INFORMATION:

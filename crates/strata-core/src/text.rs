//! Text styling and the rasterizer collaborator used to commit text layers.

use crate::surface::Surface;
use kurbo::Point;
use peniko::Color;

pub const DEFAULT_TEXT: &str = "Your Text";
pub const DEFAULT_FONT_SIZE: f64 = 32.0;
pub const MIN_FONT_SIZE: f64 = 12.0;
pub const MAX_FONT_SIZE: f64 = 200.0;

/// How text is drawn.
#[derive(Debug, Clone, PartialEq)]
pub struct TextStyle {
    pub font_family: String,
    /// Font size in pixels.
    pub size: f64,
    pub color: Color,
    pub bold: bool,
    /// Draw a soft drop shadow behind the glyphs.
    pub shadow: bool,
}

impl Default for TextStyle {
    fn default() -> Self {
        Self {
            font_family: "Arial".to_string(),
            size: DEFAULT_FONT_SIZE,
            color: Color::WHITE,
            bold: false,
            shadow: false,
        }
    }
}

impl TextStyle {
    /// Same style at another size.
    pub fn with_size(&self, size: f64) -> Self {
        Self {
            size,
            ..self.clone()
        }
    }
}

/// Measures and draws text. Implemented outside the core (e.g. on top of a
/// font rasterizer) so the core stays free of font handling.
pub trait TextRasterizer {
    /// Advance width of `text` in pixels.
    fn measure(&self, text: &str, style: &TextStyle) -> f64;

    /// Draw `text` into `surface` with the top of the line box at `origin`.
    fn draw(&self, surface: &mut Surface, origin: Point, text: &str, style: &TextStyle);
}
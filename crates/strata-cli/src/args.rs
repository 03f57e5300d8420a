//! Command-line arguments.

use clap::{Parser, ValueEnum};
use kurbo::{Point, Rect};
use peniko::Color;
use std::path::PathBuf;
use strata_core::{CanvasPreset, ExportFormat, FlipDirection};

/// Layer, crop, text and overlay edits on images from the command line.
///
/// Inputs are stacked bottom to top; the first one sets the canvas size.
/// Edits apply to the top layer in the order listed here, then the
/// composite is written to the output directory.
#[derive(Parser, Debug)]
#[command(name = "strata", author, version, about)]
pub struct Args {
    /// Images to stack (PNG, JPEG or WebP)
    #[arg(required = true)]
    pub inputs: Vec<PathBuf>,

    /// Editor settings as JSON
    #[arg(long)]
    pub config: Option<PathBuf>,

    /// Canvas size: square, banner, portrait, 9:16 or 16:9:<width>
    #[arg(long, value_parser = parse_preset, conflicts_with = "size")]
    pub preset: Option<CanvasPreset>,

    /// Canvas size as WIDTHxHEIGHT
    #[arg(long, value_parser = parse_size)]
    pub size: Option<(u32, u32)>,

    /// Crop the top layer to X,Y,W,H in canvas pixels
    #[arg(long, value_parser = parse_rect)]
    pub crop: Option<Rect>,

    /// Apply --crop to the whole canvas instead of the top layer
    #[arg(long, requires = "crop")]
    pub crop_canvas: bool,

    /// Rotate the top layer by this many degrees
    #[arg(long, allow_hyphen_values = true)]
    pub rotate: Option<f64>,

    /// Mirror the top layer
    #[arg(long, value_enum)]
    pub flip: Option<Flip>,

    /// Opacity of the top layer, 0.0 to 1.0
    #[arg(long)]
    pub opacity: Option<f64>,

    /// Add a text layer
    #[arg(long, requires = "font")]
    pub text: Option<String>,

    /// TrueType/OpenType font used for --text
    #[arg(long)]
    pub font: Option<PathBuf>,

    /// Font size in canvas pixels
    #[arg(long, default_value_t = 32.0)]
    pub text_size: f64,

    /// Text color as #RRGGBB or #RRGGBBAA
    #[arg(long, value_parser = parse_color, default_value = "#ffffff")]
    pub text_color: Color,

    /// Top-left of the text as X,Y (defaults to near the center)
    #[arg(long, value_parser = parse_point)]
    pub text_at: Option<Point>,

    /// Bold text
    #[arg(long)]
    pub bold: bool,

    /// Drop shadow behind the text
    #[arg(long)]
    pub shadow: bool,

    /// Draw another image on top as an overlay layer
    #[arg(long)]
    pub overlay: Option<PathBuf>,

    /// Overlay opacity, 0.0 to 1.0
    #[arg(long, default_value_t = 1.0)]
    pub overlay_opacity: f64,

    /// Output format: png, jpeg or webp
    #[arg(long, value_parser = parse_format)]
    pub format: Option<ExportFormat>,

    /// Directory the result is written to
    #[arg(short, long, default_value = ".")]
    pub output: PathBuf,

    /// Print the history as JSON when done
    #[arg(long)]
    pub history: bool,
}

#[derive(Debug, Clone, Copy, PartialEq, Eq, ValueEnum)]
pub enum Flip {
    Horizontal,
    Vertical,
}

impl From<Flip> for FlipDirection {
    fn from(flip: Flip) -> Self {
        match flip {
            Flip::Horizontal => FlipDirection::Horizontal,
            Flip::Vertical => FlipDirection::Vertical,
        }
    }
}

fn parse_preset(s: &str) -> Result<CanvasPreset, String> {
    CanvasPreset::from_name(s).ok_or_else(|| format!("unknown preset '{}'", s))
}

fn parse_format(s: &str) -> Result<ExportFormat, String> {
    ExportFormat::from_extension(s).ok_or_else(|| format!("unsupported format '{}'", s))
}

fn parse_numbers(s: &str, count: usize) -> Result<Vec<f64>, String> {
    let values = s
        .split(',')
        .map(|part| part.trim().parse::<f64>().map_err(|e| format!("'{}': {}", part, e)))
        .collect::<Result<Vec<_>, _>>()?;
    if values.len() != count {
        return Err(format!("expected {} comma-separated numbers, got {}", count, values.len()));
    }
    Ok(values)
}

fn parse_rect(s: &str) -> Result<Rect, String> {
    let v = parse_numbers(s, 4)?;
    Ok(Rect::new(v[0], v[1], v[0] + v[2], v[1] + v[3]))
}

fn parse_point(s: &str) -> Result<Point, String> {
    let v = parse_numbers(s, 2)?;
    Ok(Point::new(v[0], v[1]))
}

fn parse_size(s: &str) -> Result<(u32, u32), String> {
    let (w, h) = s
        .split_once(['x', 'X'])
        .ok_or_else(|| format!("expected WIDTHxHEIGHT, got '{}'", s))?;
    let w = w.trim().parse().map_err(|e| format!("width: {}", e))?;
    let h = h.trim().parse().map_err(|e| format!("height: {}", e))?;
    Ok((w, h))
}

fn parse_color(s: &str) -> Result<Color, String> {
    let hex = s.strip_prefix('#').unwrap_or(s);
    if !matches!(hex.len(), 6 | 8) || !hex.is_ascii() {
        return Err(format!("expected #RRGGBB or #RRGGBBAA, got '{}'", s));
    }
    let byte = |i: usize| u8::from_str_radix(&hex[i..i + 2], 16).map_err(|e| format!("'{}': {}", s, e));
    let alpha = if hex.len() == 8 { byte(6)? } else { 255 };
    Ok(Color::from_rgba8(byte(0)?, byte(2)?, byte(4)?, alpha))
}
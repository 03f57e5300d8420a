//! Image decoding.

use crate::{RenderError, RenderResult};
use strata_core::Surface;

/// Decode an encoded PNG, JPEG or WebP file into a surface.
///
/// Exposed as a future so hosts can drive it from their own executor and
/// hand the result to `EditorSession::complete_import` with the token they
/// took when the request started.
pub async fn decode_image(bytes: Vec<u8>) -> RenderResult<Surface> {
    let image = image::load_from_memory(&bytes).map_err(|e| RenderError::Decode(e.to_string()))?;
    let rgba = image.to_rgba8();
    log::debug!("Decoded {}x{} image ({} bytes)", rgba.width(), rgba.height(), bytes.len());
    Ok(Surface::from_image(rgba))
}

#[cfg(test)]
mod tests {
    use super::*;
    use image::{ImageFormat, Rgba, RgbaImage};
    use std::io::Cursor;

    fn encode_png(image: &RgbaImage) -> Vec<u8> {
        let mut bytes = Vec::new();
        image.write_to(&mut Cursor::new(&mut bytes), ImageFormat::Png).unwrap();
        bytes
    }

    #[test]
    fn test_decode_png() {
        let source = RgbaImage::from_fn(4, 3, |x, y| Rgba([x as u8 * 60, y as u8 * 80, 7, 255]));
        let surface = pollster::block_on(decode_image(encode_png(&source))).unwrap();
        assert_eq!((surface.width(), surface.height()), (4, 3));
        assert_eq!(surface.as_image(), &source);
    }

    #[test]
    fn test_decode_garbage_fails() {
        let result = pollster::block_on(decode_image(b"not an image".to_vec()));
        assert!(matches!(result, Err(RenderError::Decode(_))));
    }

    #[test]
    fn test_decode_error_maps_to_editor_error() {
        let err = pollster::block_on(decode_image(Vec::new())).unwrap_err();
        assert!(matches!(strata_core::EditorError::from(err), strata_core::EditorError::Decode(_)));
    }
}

WORK INSTRUCTION:
Copy each line of the entries in which the string "kurbo" is found.

EXPECTED ANSWER:
use kurbo::Point;
use kurbo::{Point, Rect};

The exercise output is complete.